Era 10 de septiembre del 2012. Como nunca, nos habían soltado tarde de clase, eran las 6:30p.m y ninguna quería pasar por aquella casa por miedo de ver al diablo; sin embargo, pudo más la necesidad de llegar a nuestras casas. Poco a poco nos acercamos a aquella casa que tanto terror  causaba, todas nos miramos  las caras, algunas rezaban el Padre Nuestro, otras clamaban a sus dioses, y yo, muerta de risa al verlas a ellas así, pero con gran miedo de que el satán se llevara mi alma por burlona. Llegó el momento de pasar justo al frente y ninguna quería dar un paso más, pasar por aquella esquina donde se encontraba el palacio de Lucifer  era solo para valientes, pensamos, respiramos  y contamos hasta tres, 1,2,3 y ahí vamos como alma que se las lleva el diablo, salimos en mandadas con los ojos cerrados pidiendo perdón por nuestros pecados.


Al cruzar la esquina donde habitaba el demonio, sentíamos cómo nuestras almas volvían a nuestro cuerpo, no era fácil pasar por ahí todos los días  y mucho menos para nosotras, unas jovencitas burlonas y un poco maldadosas, que tocábamos el timbre de las casas para después salir corriendo. Mi abuela siempre me decía que las personas malas son las más miedosas y a las que les sale el diablo. Afortunadamente, no pasó nada esa noche, gracias a Dios.

Muchas historias y leyendas se tejieron alrededor de aquella casa, pero todas tenían que ver con muertes y desapariciones, teníamos la obligación de saber qué pasaba, y por qué tantas historias la rodean, la única información que teníamos era que aquel lugar hace parte del centro histórico de nuestro pueblo, Ciénaga, en el departamento del Magdalena y reconocida por su admirable arquitectura.

Solo hasta esa noche de miedo, se me antojó en saber cuál era la verdadera historia de esa casa. Al día siguiente, no tuvimos clases. Decidimos que había llegado el momento de preguntar qué pasaba con aquel lugar, y solo una mujer, sentada en una mecedora, con una voz ronca, ya acabada por los años, pudo contarnos. La misteriosa señora vivía en una casa contigua: la historia de aquel lugar se remonta a la época  donde el principal producto de exportación en Colombia era el banano, y donde Ciénaga alcanzó un esplendor y reconocimiento por la empresa estadounidense United Fruit  Company que dominó el comercio en el Caribe.  Aquel lugar antes era una mansión de un poderoso hacendado bananero, que viajó hasta España para encargar a un arquitecto el diseño de su casa, la cual fue construida en 1916 con una enorme terraza con columnas y dos  plantas de balcones.  Era una casa envidiable y muy hermosa, que pertenecía a Manuel Varela.

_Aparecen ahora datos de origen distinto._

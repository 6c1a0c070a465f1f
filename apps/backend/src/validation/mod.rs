//! Request validation: field-level failure collection, derive-rule checks,
//! the registration validator and the restaurant list guard.

use std::collections::BTreeMap;

use heck::ToLowerCamelCase;
use serde::Serialize;
use validator::Validate;

use crate::error::AppError;

pub mod register_user;
pub mod restaurant_query;

pub use register_user::RegisterUserValidator;
pub use restaurant_query::{validate_restaurant_query, ALLOWED_PAGE_SIZES, SORTABLE_COLUMNS};

/// Field name (camelCase, as sent on the wire) to its failure messages.
#[derive(Debug, Clone, Default, PartialEq, Eq, Serialize)]
#[serde(transparent)]
pub struct FieldErrors(BTreeMap<String, Vec<String>>);

impl FieldErrors {
    pub fn new() -> Self {
        Self::default()
    }

    pub fn add(&mut self, field: impl Into<String>, message: impl Into<String>) {
        self.0.entry(field.into()).or_default().push(message.into());
    }

    pub fn merge(&mut self, other: FieldErrors) {
        for (field, messages) in other.0 {
            self.0.entry(field).or_default().extend(messages);
        }
    }

    pub fn is_empty(&self) -> bool {
        self.0.is_empty()
    }

    pub fn contains(&self, field: &str) -> bool {
        self.0.contains_key(field)
    }

    pub fn messages(&self, field: &str) -> &[String] {
        self.0.get(field).map(Vec::as_slice).unwrap_or(&[])
    }

    pub fn fields(&self) -> impl Iterator<Item = &str> {
        self.0.keys().map(String::as_str)
    }

    /// `Ok(())` when nothing was recorded.
    pub fn into_result(self) -> Result<(), FieldErrors> {
        if self.is_empty() {
            Ok(())
        } else {
            Err(self)
        }
    }
}

impl From<validator::ValidationErrors> for FieldErrors {
    fn from(errors: validator::ValidationErrors) -> Self {
        let mut out = FieldErrors::new();
        for (field, failures) in errors.field_errors() {
            let field = field.to_lower_camel_case();
            for failure in failures.iter() {
                let message = failure
                    .message
                    .as_ref()
                    .map(|m| m.to_string())
                    .unwrap_or_else(|| format!("'{field}' is invalid ({})", failure.code));
                out.add(field.clone(), message);
            }
        }
        out
    }
}

/// Run the derive-generated rules and convert failures to a 400 problem.
pub fn ensure_valid<T: Validate>(payload: &T) -> Result<(), AppError> {
    payload
        .validate()
        .map_err(|e| AppError::invalid(FieldErrors::from(e)))
}

#[cfg(test)]
mod tests {
    use validator::Validate;

    use super::*;

    #[derive(Validate)]
    struct Sample {
        #[validate(length(min = 3, message = "too short"))]
        first_name: String,
        #[validate(email)]
        contact_email: String,
    }

    #[test]
    fn converts_validator_errors_to_camel_case_fields() {
        let sample = Sample {
            first_name: "ab".into(),
            contact_email: "not-an-email".into(),
        };
        let errors: FieldErrors = sample.validate().unwrap_err().into();

        assert_eq!(errors.messages("firstName"), ["too short".to_string()]);
        assert!(errors.contains("contactEmail"));
        assert!(errors.messages("contactEmail")[0].contains("email"));
    }

    #[test]
    fn merge_keeps_every_message() {
        let mut a = FieldErrors::new();
        a.add("email", "invalid");
        let mut b = FieldErrors::new();
        b.add("email", "taken");
        b.add("password", "short");

        a.merge(b);
        assert_eq!(a.messages("email").len(), 2);
        assert_eq!(a.fields().collect::<Vec<_>>(), ["email", "password"]);
    }

    #[test]
    fn empty_is_ok() {
        assert!(FieldErrors::new().into_result().is_ok());
    }

    #[test]
    fn ensure_valid_reports_field_errors() {
        let sample = Sample {
            first_name: "abc".into(),
            contact_email: "bad".into(),
        };
        let err = ensure_valid(&sample).unwrap_err();
        assert_eq!(err.status(), actix_web::http::StatusCode::BAD_REQUEST);
        let fields: Vec<_> = err.field_errors().unwrap().fields().collect();
        assert_eq!(fields, ["contactEmail"]);
    }

    #[derive(Validate)]
    struct Registration {
        #[validate(must_match(other = "password"))]
        confirm_password: String,
        password: String,
    }

    #[test]
    fn multi_word_fields_use_wire_names() {
        let reg = Registration {
            confirm_password: "a".into(),
            password: "b".into(),
        };
        let errors: FieldErrors = reg.validate().unwrap_err().into();
        assert_eq!(errors.fields().collect::<Vec<_>>(), ["confirmPassword"]);
        assert!(errors.messages("confirmPassword")[0].contains("must_match"));
    }
}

Las personas del pueblo, tan desconcertadas al no saber de dónde sacaba tanto dinero,  comenzaron a inventar que había hecho pacto con Satanás. Se decía que Varela  entregaba  cada año el alma de uno de sus empleados de la finca, a cambio de mantener su fortuna. Con el tiempo, esta leyenda tomó fuerza y provocó que los cienagueros no se acercaran a la casa para que el diablo no les robara su alma.

Esta casa, ahora llamada “Casa del Diablo” lleva consigo impregnada gran parte de la historia  ciénaguera, ya que estuvo cuando nuestro querido pueblo alcanzó gran reconocimiento por el banano, fue uno de los inmuebles que permaneció después de un 6 diciembre de 1929, en donde se produjo la bonanza y masacre de las bananeras.

 En ese instante, comprendimos que aquel lugar deteriorado cuenta la historia del antes y después de nuestro municipio, que, a pesar del gran miedo que pueda provocar y las historias tejidas, no dejar de ser un centro histórico que lleva consigo nuestra historia  marcada en esas paredes deterioradas.
 Pero por si las moscas,  no dejamos de salir corriendo al pasar por aquel lugar,  rezando el Padre Nuestro y clamando a los dioses.